The good news is we have more regulators. Now, hopefully, what they will do is actually write some regulations that they can enforce that will stop this from happening. But I don’t have a lot of faith with that. So deep-water drilling has always been very dangerous and risky, but they’re just going further and further out. You know, wherever there is oil is where they will go, and they’re going hundreds of miles further out into the Gulf and thousands of feet deeper. And I am convinced that they’re not any better prepared to deal with that offshore drilling as they are with the drilling that’s closer in to shore, and they’re certainly not prepared for the enormous uncertainties related to that level of increased risk. And we haven’t required regulations to hold them into check, and we’re not giving regulators [the power] to deal with it, either.

None of this is worth the risk, particularly when we’re at a stage in history where we’re being told, very clearly, at a minimum, three-fourths of all fossil fuels need to stay in the ground if we’re going to avoid the worst climate crisis. Given that knowledge, shouldn’t we put the most ridiculously risky forms of extracting oil off the table? And while we’re still dependent on it, stick to the stuff we actually know how to do?

So what, if anything, do you think BP and the oil industry at large has learned from Deepwater Horizon? Optimistically, we might think they’re going to get serious about safety, transparency, risk assessment, environment. I hear you saying that they haven’t changed their emergency plans. But what do you think they have learned?

I have no idea. I know that a lot of other companies use BP as a foil to say what you don’t want to do in the case of a disaster from a PR perspective, and I see it referred to a lot there, that they learned not to talk to the press like Tony Hayward did, to say things like, you know, “I want my life back, too.” Great, that’s nice for them, I suppose. I’ve seen that as a lesson. And I think in terms of PR, one of the worst lessons was actually the one that was learned by Exxon in the wake of the Valdez. I write about this in Tyranny of Oil. There were court documents that showed tapes of Exxon officials standing on the beaches and saying, “I don’t care what you get out here, but you need to get something out here so that it looks like we’re doing something. You need to get people cleaning rocks. You need to just get stuff out here. Whether it does anything good or not, we need to show a response.”

And a lot of what BP did that was actually wrong was attempts to meet that type of requirement. Just look like we’re doing something. So, as opposed to having the equipment they needed to actually stop the blowout, people might remember these things that just seemed so ridiculous – “top hats” and “junk shots,” when they were throwing pieces of tire onto the blowing-out oil well. Everyone looked at it and said, “This seems completely ridiculous.” Well, it was completely ridiculous, and they knew it was, too. There was way too much oil for the things that they were trying to do.

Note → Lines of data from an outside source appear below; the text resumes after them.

//! Retention over synthetic backup trees and a synthetic WAL archive.

mod common;

use common::Fixture;

use pgbackup::backup::{
    expire, label_regex, Manifest, BackupType, MANIFEST_NAME, SECTION_BACKUP,
};
use pgbackup::config::RetentionOptions;
use pgbackup::fs::{Filesystem, LocalFs};

/// Fabricate a published backup: directory plus a minimal manifest.
fn make_backup(fixture: &Fixture, label: &str, backup_type: &str, archive_start: Option<&str>) {
    let path = fixture.backup_path(label);
    std::fs::create_dir_all(path.join("base")).unwrap();

    let mut manifest = Manifest::new();
    manifest.set_scalar(SECTION_BACKUP, "label", label);
    manifest.set_scalar(SECTION_BACKUP, "type", backup_type);
    manifest.set_scalar(SECTION_BACKUP, "version", "test");
    if let Some(position) = archive_start {
        manifest.set_scalar(SECTION_BACKUP, "archive-start", position);
    }
    manifest.save(&path.join(MANIFEST_NAME)).unwrap();
}

fn surviving_labels(fixture: &Fixture) -> Vec<String> {
    LocalFs::new()
        .list(&fixture.repo, &label_regex(true, true, true))
        .unwrap()
}

const F1: &str = "20240101-000000F";
const F1_D1: &str = "20240101-000000F_20240102-000000D";
const F1_I1: &str = "20240101-000000F_20240103-000000I";
const F2: &str = "20240104-000000F";
const F2_I1: &str = "20240104-000000F_20240105-000000I";
const F3: &str = "20240106-000000F";

fn standard_repo() -> Fixture {
    let fixture = Fixture::new();
    make_backup(&fixture, F1, "full", Some("000000010000000100000001"));
    make_backup(&fixture, F1_D1, "diff", Some("000000010000000100000002"));
    make_backup(&fixture, F1_I1, "incr", Some("000000010000000100000003"));
    make_backup(&fixture, F2, "full", Some("000000010000000200000001"));
    make_backup(&fixture, F2_I1, "incr", Some("000000010000000200000002"));
    make_backup(&fixture, F3, "full", Some("000000010000000200000003"));
    fixture
}

#[test]
fn test_cascading_full_retention_with_archive_pruning() {
    let fixture = standard_repo();

    // archive: one whole directory below the boundary, one straddling it
    fixture.archive_segment("000000010000000100000001");
    fixture.archive_segment("000000010000000100000002");
    fixture.archive_segment("000000010000000200000001");
    fixture.archive_segment("000000010000000200000002");
    fixture.archive_segment("000000010000000200000003");
    fixture.archive_segment("000000010000000200000004");

    let options = RetentionOptions::new()
        .retention_full(Some(2))
        .retention_diff(Some(1))
        .retention_archive(Some(BackupType::Full), Some(1));

    let stats = expire(&LocalFs::new(), &fixture.layout(), &options).unwrap();

    // F1 and everything derived from it is gone
    assert_eq!(stats.backups_removed, 3);
    assert_eq!(surviving_labels(&fixture), vec![F2, F2_I1, F3]);

    // WAL pruned up to F3's start position
    assert!(!fixture.repo.join("archive/0000000100000001").exists());
    let boundary_dir = fixture.repo.join("archive/0000000100000002");
    assert!(!boundary_dir.join("000000010000000200000001").exists());
    assert!(!boundary_dir.join("000000010000000200000002").exists());
    assert!(boundary_dir.join("000000010000000200000003").exists());
    assert!(boundary_dir.join("000000010000000200000004").exists());

    assert_eq!(stats.archive_paths_removed, 1);
    assert_eq!(stats.archive_files_removed, 2);
}

#[test]
fn test_full_retention_keeps_requested_count() {
    let fixture = standard_repo();

    let options = RetentionOptions::new().retention_full(Some(1));
    expire(&LocalFs::new(), &fixture.layout(), &options).unwrap();

    // only the newest full survives, no orphaned derived backups
    assert_eq!(surviving_labels(&fixture), vec![F3]);

    // asking for more fulls than exist removes nothing
    let options = RetentionOptions::new().retention_full(Some(5));
    let stats = expire(&LocalFs::new(), &fixture.layout(), &options).unwrap();
    assert_eq!(stats.backups_removed, 0);
    assert_eq!(surviving_labels(&fixture), vec![F3]);
}

#[test]
fn test_diff_retention_removes_older_derived_backups() {
    let fixture = Fixture::new();
    make_backup(&fixture, F1, "full", None);
    make_backup(&fixture, F1_D1, "diff", None);
    make_backup(&fixture, F1_I1, "incr", None);
    let d2 = "20240101-000000F_20240107-000000D";
    make_backup(&fixture, d2, "diff", None);

    let options = RetentionOptions::new().retention_diff(Some(1));
    let stats = expire(&LocalFs::new(), &fixture.layout(), &options).unwrap();

    // the older diff goes, and so does the incremental that sorts below
    // the kept diff; the full stays
    assert_eq!(stats.backups_removed, 2);
    assert_eq!(surviving_labels(&fixture), vec![F1.to_string(), d2.to_string()]);
}

#[test]
fn test_unset_archive_retention_keeps_wal() {
    let fixture = standard_repo();
    fixture.archive_segment("000000010000000100000001");

    let options = RetentionOptions::new().retention_full(Some(1));
    expire(&LocalFs::new(), &fixture.layout(), &options).unwrap();

    assert!(fixture
        .repo
        .join("archive/0000000100000001/000000010000000100000001")
        .exists());
}

#[test]
fn test_archive_retention_falls_back_to_oldest_full() {
    let fixture = standard_repo();
    fixture.archive_segment("000000010000000100000001");
    fixture.archive_segment("000000010000000200000001");

    // asking for more anchor candidates than fulls exist falls back to
    // the oldest full
    let options = RetentionOptions::new()
        .retention_archive(Some(BackupType::Full), Some(5));
    let stats = expire(&LocalFs::new(), &fixture.layout(), &options).unwrap();

    // anchored on F1: nothing below its start position
    assert_eq!(stats.archive_paths_removed, 0);
    assert_eq!(stats.archive_files_removed, 0);
}

#[test]
fn test_retention_validation_rejects_zero() {
    let fixture = standard_repo();
    let options = RetentionOptions::new().retention_full(Some(0));
    assert!(expire(&LocalFs::new(), &fixture.layout(), &options).is_err());
}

The things they were trying to do had never been tried at that depth before. Basically, everyone knew it would fail, but they risked the lives of the workers who were involved, they spent lots of money, they threatened the environment or harmed the environment to just show they were doing something. So, I think the lesson we need to learn is: If we don’t regulate them to actually prove that they have the capacity to actually do the things that they say they can do on paper, we’re just asking for these – not only real nightmares, the real disaster itself, but then the PR mess, and that what our regulations currently amount to, really, is little more than a promise to do the right thing, rather than the actual proof that you can. Because I think we know that if we required the proof that they can do the right thing, they won’t be able to come up with it, and we would have to say: you can’t do it. And that’s something, currently, our regulators don’t want to do, and certainly the companies don’t want us to do.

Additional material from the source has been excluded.